WHAT YOU ARE ASKED TO DO: The records follow. Print, word for word, the first line through the "pub fn is_permanent(&self)" line.

GIVEN RECORDS:
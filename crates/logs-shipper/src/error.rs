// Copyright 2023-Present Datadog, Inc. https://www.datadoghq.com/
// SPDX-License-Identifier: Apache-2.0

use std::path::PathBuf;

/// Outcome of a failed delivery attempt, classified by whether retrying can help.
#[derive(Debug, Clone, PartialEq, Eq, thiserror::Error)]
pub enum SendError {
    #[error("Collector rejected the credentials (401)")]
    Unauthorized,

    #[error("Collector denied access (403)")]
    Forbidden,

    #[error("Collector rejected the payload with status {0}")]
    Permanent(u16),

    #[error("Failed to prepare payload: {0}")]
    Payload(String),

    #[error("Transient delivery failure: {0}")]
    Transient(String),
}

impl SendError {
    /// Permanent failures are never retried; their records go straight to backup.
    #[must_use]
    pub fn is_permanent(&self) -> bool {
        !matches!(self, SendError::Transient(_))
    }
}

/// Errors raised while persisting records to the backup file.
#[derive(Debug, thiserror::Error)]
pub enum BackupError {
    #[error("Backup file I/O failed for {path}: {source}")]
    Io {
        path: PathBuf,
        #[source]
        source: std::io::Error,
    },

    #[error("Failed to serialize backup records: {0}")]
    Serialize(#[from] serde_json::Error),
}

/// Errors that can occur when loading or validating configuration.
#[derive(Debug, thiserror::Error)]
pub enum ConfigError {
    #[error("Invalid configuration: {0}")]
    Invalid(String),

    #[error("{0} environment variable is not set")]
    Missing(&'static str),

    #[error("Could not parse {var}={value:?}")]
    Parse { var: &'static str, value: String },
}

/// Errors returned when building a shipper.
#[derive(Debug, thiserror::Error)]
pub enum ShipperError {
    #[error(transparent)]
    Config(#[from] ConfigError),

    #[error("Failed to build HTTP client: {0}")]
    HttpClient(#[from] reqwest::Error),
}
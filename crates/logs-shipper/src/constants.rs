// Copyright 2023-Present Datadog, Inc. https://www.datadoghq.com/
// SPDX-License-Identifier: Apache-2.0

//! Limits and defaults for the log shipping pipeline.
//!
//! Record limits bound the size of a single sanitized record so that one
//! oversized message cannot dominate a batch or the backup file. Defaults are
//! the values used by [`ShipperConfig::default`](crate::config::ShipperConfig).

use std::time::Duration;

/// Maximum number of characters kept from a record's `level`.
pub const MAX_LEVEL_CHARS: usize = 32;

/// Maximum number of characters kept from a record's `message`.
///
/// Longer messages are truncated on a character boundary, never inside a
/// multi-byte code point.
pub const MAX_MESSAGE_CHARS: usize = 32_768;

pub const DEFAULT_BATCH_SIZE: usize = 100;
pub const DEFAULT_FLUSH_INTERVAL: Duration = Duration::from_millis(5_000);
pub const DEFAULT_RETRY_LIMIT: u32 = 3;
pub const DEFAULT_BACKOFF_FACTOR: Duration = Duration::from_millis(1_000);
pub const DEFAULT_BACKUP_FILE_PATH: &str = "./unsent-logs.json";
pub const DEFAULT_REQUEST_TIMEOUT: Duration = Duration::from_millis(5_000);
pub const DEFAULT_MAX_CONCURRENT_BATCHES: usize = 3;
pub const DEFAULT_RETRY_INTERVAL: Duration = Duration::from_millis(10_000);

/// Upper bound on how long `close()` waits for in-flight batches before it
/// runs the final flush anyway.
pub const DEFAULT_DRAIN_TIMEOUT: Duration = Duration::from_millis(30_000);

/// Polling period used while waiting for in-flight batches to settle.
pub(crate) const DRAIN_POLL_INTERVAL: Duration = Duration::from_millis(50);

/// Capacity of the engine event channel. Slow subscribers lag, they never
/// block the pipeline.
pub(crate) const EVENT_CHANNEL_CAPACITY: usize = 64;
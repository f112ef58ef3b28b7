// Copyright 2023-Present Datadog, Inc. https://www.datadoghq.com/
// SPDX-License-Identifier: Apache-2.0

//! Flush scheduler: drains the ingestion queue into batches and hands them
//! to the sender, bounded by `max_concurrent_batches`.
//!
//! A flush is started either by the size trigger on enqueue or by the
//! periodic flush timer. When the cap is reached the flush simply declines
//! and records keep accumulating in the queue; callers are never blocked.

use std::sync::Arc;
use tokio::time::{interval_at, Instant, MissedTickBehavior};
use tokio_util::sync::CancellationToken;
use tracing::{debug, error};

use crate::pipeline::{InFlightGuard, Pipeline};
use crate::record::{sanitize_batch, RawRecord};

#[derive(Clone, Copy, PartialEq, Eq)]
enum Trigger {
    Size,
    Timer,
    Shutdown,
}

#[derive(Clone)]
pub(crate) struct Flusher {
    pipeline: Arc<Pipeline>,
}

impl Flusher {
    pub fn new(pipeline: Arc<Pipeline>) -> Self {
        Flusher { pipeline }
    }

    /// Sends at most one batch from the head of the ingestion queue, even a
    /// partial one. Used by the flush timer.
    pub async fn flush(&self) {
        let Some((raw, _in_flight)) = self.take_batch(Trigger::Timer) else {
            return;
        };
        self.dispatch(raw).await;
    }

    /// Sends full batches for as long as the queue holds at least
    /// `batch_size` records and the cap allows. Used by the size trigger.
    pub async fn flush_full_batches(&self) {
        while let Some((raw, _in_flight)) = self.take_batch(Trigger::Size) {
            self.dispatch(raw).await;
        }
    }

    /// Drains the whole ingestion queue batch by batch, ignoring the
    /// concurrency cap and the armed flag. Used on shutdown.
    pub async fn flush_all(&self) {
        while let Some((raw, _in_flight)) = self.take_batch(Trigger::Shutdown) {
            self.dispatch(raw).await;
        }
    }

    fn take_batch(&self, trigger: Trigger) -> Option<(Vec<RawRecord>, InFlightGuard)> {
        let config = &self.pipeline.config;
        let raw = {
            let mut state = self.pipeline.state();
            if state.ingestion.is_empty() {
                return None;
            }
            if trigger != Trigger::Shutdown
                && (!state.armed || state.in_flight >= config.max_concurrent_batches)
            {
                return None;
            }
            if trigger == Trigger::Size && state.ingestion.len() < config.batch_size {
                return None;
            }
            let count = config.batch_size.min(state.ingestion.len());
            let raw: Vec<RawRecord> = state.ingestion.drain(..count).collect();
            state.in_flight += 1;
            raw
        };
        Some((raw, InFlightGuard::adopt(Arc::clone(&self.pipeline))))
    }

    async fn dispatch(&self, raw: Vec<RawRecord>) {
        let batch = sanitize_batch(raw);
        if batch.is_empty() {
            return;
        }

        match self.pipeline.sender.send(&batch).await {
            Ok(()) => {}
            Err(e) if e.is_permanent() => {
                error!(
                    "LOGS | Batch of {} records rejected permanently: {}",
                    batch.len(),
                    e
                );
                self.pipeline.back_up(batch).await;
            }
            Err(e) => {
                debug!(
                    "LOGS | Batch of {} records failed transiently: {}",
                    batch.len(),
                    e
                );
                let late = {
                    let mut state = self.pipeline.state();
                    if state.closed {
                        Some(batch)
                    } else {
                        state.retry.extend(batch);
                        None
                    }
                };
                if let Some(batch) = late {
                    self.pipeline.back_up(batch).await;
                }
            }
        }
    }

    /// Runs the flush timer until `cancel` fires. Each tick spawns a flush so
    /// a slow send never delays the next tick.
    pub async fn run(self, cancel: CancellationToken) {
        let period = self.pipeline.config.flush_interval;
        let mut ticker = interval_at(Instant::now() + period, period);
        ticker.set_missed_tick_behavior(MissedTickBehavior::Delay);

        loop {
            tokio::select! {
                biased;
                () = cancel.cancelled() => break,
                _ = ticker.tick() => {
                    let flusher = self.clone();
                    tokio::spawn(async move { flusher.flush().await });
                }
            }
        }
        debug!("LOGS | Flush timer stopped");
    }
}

ANSWER BELOW:
filename crates/logs-shipper/src/error.rs
// Copyright 2023-Present Datadog, Inc. https://www.datadoghq.com/
// SPDX-License-Identifier: Apache-2.0

use std::path::PathBuf;

/// Outcome of a failed delivery attempt, classified by whether retrying can help.
#[derive(Debug, Clone, PartialEq, Eq, thiserror::Error)]
pub enum SendError {
    #[error("Collector rejected the credentials (401)")]
    Unauthorized,

    #[error("Collector denied access (403)")]
    Forbidden,

    #[error("Collector rejected the payload with status {0}")]
    Permanent(u16),

    #[error("Failed to prepare payload: {0}")]
    Payload(String),

    #[error("Transient delivery failure: {0}")]
    Transient(String),
}

impl SendError {
    /// Permanent failures are never retried; their records go straight to backup.
    #[must_use]
    pub fn is_permanent(&self) -> bool {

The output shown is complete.